Testers guide to the Linux test project

While we try to make LTP work out of the box as much as possible there are still many things that testers need to consider before the actual testing starts. It’s advisable to make a test plan in order to asses and formalize the expected test coverage or even just sit down for a while and consider different aspects of the problem at hand.

Is testing even required?

Some may argue that testing the Linux kernel locally is unnecessary because it is already thoroughly tested upstream and considered stable. While it’s true that upstream releases generally go through extensive validation, including test suites like LTP, stability is only guaranteed when you use the upstream kernel sources and configuration exactly as released.

This assumption breaks down once you apply any changes: whether that’s modifying the source code, enabling/disabling different .config options, or backporting patches. Such changes can introduce subtle bugs or unintended behavior, even if the upstream kernel is stable.

For example, backporting patches without their full dependency chain can lead to unexpected regressions. Therefore, it’s crucial to test your own kernel builds in the environment where they will actually run, using tools like LTP to catch issues that does not exists or are not triggered in the upstream configuration.

Multi dimensionality

First of all kernel testing is a multi dimensional problem, just compiling and running LTP will give you some coverage but very likely not enough. There are several big gaps that may be easily missed.

For example 64bit Linux kernel provides compatibility layer for 32bit applications whose code quality is usually a bit worse than the 64bit ABI. Hence recompiling LTP with -m32 in compiler flags and running both 64bit and 32bit test binaries is a good start. If you try to make an argument that your application does not need 32bit support it’s better to disable the compat layer completely since it’s possible source of security bugs.

Another dimension is the number of architectures you need to test, for a general distribution testing you may end up with a couple of them. Different architectures have different platform code as well as differences in memory orderings, etc. that all means that running tests on one architecture out of several will give you incomplete coverage.
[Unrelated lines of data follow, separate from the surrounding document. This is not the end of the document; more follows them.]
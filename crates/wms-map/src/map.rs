//! Map assembly.
//!
//! Assembly runs in two phases: every layer is built independently with
//! symbols referenced by name, then one pass over the finished map binds
//! those names to indices in the shared catalog.

use std::collections::HashSet;
use std::sync::Arc;
use tracing::{debug, warn};
use wms_common::{BoundingBox, Srid, WmsError, WmsResult};

use crate::layer::{LayerBuilder, LayerDescriptor, RequestContext};
use crate::symbol::SymbolCatalog;

/// Service-level settings of a map.
#[derive(Debug, Clone, PartialEq)]
pub struct MapMetadata {
    pub title: String,
    /// Reference systems advertised in `wms_srs`
    pub srs: Vec<Srid>,
    /// Requests advertised in `wms_enable_request`
    pub enable_requests: Vec<String>,
    /// Legend key size in pixels (x, y)
    pub legend_size: (u32, u32),
    /// Endpoint advertised in capabilities; set per request from the host
    pub online_resource: String,
    pub projection: Srid,
    pub extent: BoundingBox,
    pub transparent: bool,
}

impl Default for MapMetadata {
    fn default() -> Self {
        Self {
            title: "pg-wms service".to_string(),
            srs: vec![Srid(4326), Srid(3086), Srid(3857)],
            enable_requests: vec![
                "GetMap".to_string(),
                "GetLegendGraphic".to_string(),
                "GetCapabilities".to_string(),
            ],
            legend_size: (20, 20),
            online_resource: "/wms/?".to_string(),
            projection: Srid::WGS84,
            extent: BoundingBox::new(-180.0, -90.0, 180.0, 90.0),
            transparent: true,
        }
    }
}

/// A complete map: metadata, ordered layers and the symbol catalog.
#[derive(Debug, Clone, PartialEq)]
pub struct MapDescriptor {
    pub metadata: MapMetadata,
    pub layers: Vec<LayerDescriptor>,
    pub symbols: Arc<SymbolCatalog>,
}

impl MapDescriptor {
    /// Look up a layer by name, ignoring ASCII case as MapServer does.
    pub fn layer(&self, name: &str) -> Option<&LayerDescriptor> {
        self.layers.iter().find(|l| l.name.eq_ignore_ascii_case(name))
    }

    /// Names in `requested` that no layer of this map carries, ignoring case.
    pub fn missing_layers<'a>(&self, requested: impl IntoIterator<Item = &'a str>) -> Vec<&'a str> {
        requested
            .into_iter()
            .filter(|name| self.layer(name).is_none())
            .collect()
    }

    /// Bind every class symbol name to its catalog index.
    ///
    /// Unknown names stay unbound and are logged; the renderer draws those
    /// classes without a symbol. Returns the number of unbound references.
    pub fn bind_symbols(&mut self) -> usize {
        let mut unbound = 0;
        for layer in &mut self.layers {
            for class in &mut layer.classes {
                let Some(symbol) = class.symbol.as_mut() else {
                    continue;
                };
                symbol.index = self.symbols.index_of(&symbol.name);
                if symbol.index.is_none() {
                    warn!(layer = %layer.name, class = %class.name, symbol = %symbol.name, "Unknown symbol");
                    unbound += 1;
                }
            }
        }
        unbound
    }
}

/// Build every layer for `ctx` and combine them into one map.
///
/// Layer names must be pairwise distinct; the check only runs when more than
/// one builder is given. Layer order follows `builders`.
pub fn assemble<L: LayerBuilder>(
    builders: &[L],
    symbols: Arc<SymbolCatalog>,
    metadata: MapMetadata,
    ctx: &RequestContext,
) -> WmsResult<MapDescriptor> {
    if builders.len() > 1 {
        let mut seen = HashSet::new();
        for builder in builders {
            let name = builder.layer_name();
            if !seen.insert(name.clone()) {
                return Err(WmsError::DuplicateLayerName(name));
            }
        }
    }

    let layers = builders
        .iter()
        .map(|b| b.build(ctx))
        .collect::<WmsResult<Vec<_>>>()?;

    let mut map = MapDescriptor {
        metadata,
        layers,
        symbols,
    };
    let unbound = map.bind_symbols();
    debug!(layers = map.layers.len(), unbound_symbols = unbound, "Map assembled");

    Ok(map)
}

#[cfg(test)]
mod tests {
    use super::*;
    use crate::field::{ColumnType, FieldDef, ModelSchema};
    use crate::layer::{CartographyRule, LayerSpec};
    use crate::symbol::DEFAULT_SYMBOL_SIZE;

    fn spec(table: &str) -> LayerSpec {
        LayerSpec::new(
            ModelSchema::new(table, vec![FieldDef::new("geom", ColumnType::Point, None)]),
            None,
        )
        .unwrap()
    }

    fn symbols() -> Arc<SymbolCatalog> {
        Arc::new(SymbolCatalog::presets(DEFAULT_SYMBOL_SIZE))
    }

    fn rule(name: &str, symbol: &str) -> CartographyRule {
        CartographyRule {
            name: name.into(),
            expression: None,
            color: Some("#000000".into()),
            outline_color: None,
            outline_width: None,
            symbol: Some(symbol.into()),
        }
    }

    #[test]
    fn test_single_layer_is_not_name_checked() {
        let map = assemble(
            &[spec("activity")],
            symbols(),
            MapMetadata::default(),
            &RequestContext::default(),
        )
        .unwrap();
        assert_eq!(map.layers.len(), 1);
        assert!(map.layer("activity").is_some());
    }

    #[test]
    fn test_symbols_bound_after_build() {
        let layer = spec("activity").with_cartography(vec![rule("a", "triangle"), rule("b", "hash")]);
        let map = assemble(&[layer], symbols(), MapMetadata::default(), &RequestContext::default())
            .unwrap();

        let classes = &map.layers[0].classes;
        assert_eq!(classes[0].symbol.as_ref().unwrap().index, Some(2));
        assert_eq!(classes[1].symbol.as_ref().unwrap().index, None);
    }

    #[test]
    fn test_missing_layers() {
        let map = assemble(
            &[spec("activity"), spec("species")],
            symbols(),
            MapMetadata::default(),
            &RequestContext::default(),
        )
        .unwrap();
        assert_eq!(map.missing_layers(["species", "roads"]), vec!["roads"]);
    }

    #[test]
    fn test_layer_lookup_ignores_case() {
        let map = assemble(
            &[spec("activity"), spec("species")],
            symbols(),
            MapMetadata::default(),
            &RequestContext::default(),
        )
        .unwrap();
        assert_eq!(map.layer("SPECIES").map(|l| l.name.as_str()), Some("species"));
        assert!(map.missing_layers(["Activity", "Species"]).is_empty());
        assert_eq!(map.missing_layers(["Roads"]), vec!["Roads"]);
    }
}
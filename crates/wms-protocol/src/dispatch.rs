//! Request normalization.
//!
//! A request is either a raw WMS query string, forwarded as-is, or an XYZ
//! tile path, expanded into a full `GetMap` parameter set. The two modes are
//! mutually exclusive.

use std::collections::BTreeMap;

use wms_common::tile::TILE_SIZE;
use wms_common::{Srid, TileCoord, TileFormat, WmsError, WmsResult};

/// WMS version used for synthesized tile requests.
pub const TILE_WMS_VERSION: &str = "1.1.1";

/// A parsed `/tile/{layers}/{z}/{x}/{y}{.png|.jpg}` path.
#[derive(Debug, Clone, PartialEq, Eq)]
pub struct TilePath {
    /// Comma-separated layer names, as given
    pub layers: String,
    pub tile: TileCoord,
    pub format: TileFormat,
}

impl TilePath {
    /// Parse the raw path segments. The last segment carries the row and the
    /// image suffix (`216.png`).
    pub fn parse(layers: &str, z: &str, x: &str, y_with_suffix: &str) -> WmsResult<Self> {
        let (y, suffix) = match y_with_suffix.find('.') {
            Some(dot) => y_with_suffix.split_at(dot),
            None => return Err(WmsError::UnsupportedFormat("(no suffix)".to_string())),
        };
        let format = TileFormat::from_suffix(suffix)?;

        let z = z
            .parse::<u32>()
            .map_err(|_| WmsError::invalid_parameter("z", format!("'{}' is not a zoom level", z)))?;
        let x = parse_index("x", x)?;
        let y = parse_index("y", y)?;

        Ok(Self {
            layers: layers.to_string(),
            tile: TileCoord::new(z, x, y),
            format,
        })
    }
}

fn parse_index(name: &str, value: &str) -> WmsResult<i64> {
    value
        .parse::<i64>()
        .map_err(|_| WmsError::invalid_parameter(name, format!("'{}' is not a tile index", value)))
}

/// The parameter set handed to the renderer.
#[derive(Debug, Clone, PartialEq, Eq, Default)]
pub struct NormalizedRequest {
    params: BTreeMap<String, String>,
    tile: Option<TileCoord>,
}

impl NormalizedRequest {
    /// Case-insensitive parameter lookup.
    pub fn get(&self, key: &str) -> Option<&str> {
        self.params
            .iter()
            .find(|(k, _)| k.eq_ignore_ascii_case(key))
            .map(|(_, v)| v.as_str())
    }

    pub fn params(&self) -> &BTreeMap<String, String> {
        &self.params
    }

    /// Tile coordinate for requests that came in as a tile path.
    pub fn tile(&self) -> Option<TileCoord> {
        self.tile
    }

    /// Non-empty names from the `LAYERS` parameter.
    pub fn layers(&self) -> Vec<&str> {
        self.get("LAYERS")
            .map(|l| l.split(',').map(str::trim).filter(|s| !s.is_empty()).collect())
            .unwrap_or_default()
    }

    /// Upper-cased `REQUEST` value, if any.
    pub fn request_type(&self) -> Option<String> {
        self.get("REQUEST").map(str::to_ascii_uppercase)
    }
}

/// Build the renderer parameters for a request.
///
/// With a tile path the raw query is ignored and a `GetMap` for the tile's
/// Web Mercator bounds is synthesized. Otherwise the raw parameters pass
/// through unchanged.
pub fn normalize(
    raw: impl IntoIterator<Item = (String, String)>,
    tile_path: Option<&TilePath>,
) -> NormalizedRequest {
    let Some(path) = tile_path else {
        return NormalizedRequest {
            params: raw.into_iter().collect(),
            tile: None,
        };
    };

    let size = TILE_SIZE.to_string();
    let params = [
        ("SERVICE", "WMS".to_string()),
        ("REQUEST", "GetMap".to_string()),
        ("VERSION", TILE_WMS_VERSION.to_string()),
        ("TRANSPARENT", "true".to_string()),
        ("HEIGHT", size.clone()),
        ("WIDTH", size),
        ("SRS", Srid::WEB_MERCATOR.to_string()),
        ("FORMAT", path.format.mime_type().to_string()),
        ("LAYERS", path.layers.clone()),
        ("BBOX", path.tile.bbox().to_wms_string()),
    ]
    .into_iter()
    .map(|(k, v)| (k.to_string(), v))
    .collect();

    NormalizedRequest {
        params,
        tile: Some(path.tile),
    }
}

#[cfg(test)]
mod tests {
    use super::*;

    #[test]
    fn test_parse_tile_path() {
        let path = TilePath::parse("mylayer", "9", "141", "216.png").unwrap();
        assert_eq!(path.tile, TileCoord::new(9, 141, 216));
        assert_eq!(path.format, TileFormat::Png);
        assert_eq!(path.layers, "mylayer");
    }

    #[test]
    fn test_parse_tile_path_errors() {
        assert!(matches!(
            TilePath::parse("l", "9", "141", "216.gif"),
            Err(WmsError::UnsupportedFormat(ref s)) if s == ".gif"
        ));
        assert!(matches!(
            TilePath::parse("l", "9", "141", "216"),
            Err(WmsError::UnsupportedFormat(_))
        ));
        assert!(matches!(
            TilePath::parse("l", "9", "abc", "216.png"),
            Err(WmsError::InvalidParameter { ref param, .. }) if param == "x"
        ));
        assert!(matches!(
            TilePath::parse("l", "-1", "0", "0.jpg"),
            Err(WmsError::InvalidParameter { ref param, .. }) if param == "z"
        ));
    }

    #[test]
    fn test_raw_parameters_pass_through() {
        let raw = vec![
            ("REQUEST".to_string(), "GetCapabilities".to_string()),
            ("service".to_string(), "WMS".to_string()),
        ];
        let normalized = normalize(raw, None);
        assert_eq!(normalized.params().len(), 2);
        assert_eq!(normalized.get("SERVICE"), Some("WMS"));
        assert_eq!(normalized.params().get("service").map(String::as_str), Some("WMS"));
        assert_eq!(normalized.request_type().as_deref(), Some("GETCAPABILITIES"));
        assert!(normalized.tile().is_none());
    }

    #[test]
    fn test_layers_split() {
        let normalized = normalize(
            vec![("layers".to_string(), "a, b,,c".to_string())],
            None,
        );
        assert_eq!(normalized.layers(), vec!["a", "b", "c"]);
    }
}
Since most of the POSIX API deals with files, the choice of filesystem for the testing changes the focus and coverage too. LTP defaults to using /tmp/ as a temporary directory for the tests. If /tmp/ is mounted as tmpfs subset of tests will be skipped, if that is the case it’s advisable to point environment variable TMPDIR to a path with a different filesystem instead. Then there are tests that format a device with a filesystem. LTP defaults to ext2 and loop devices for these testcases, that can be changed with environment variables as well. Lastly but not least a few testcases repeat the test for all supported filesystem, if you are interested in testing on a single filesystem only, you can limit these tests to a single filesystem too. See the tests setup for a comprehensive list of the evironment variables.

Then you also have to decide if you are going to run tests in virtual machine e.g. qemu-kvm, on bare metal or both. Testing in virtual machine will give you about 90% of the coverage for bare metal and vice versa.

There are other options worth of consideration too, Linux kernel has many debugging options that are usually disabled on runtime since they incur significant performance penalty. Having a few more LTP test runs with different debug options enabled e.g. KASAN or KMEMLEAK may help catch bugs before they materialize in production.

In practice your test matrix may easily explode and you may end up with dozens of differently configured testruns based on different considerations. The hard task at hand is not to have too many since computing power is not an infinite resource and does not scale that easily. If you managed to read up to this point “Don’t Panic!” things are almost never as bad as they may seem at first glance.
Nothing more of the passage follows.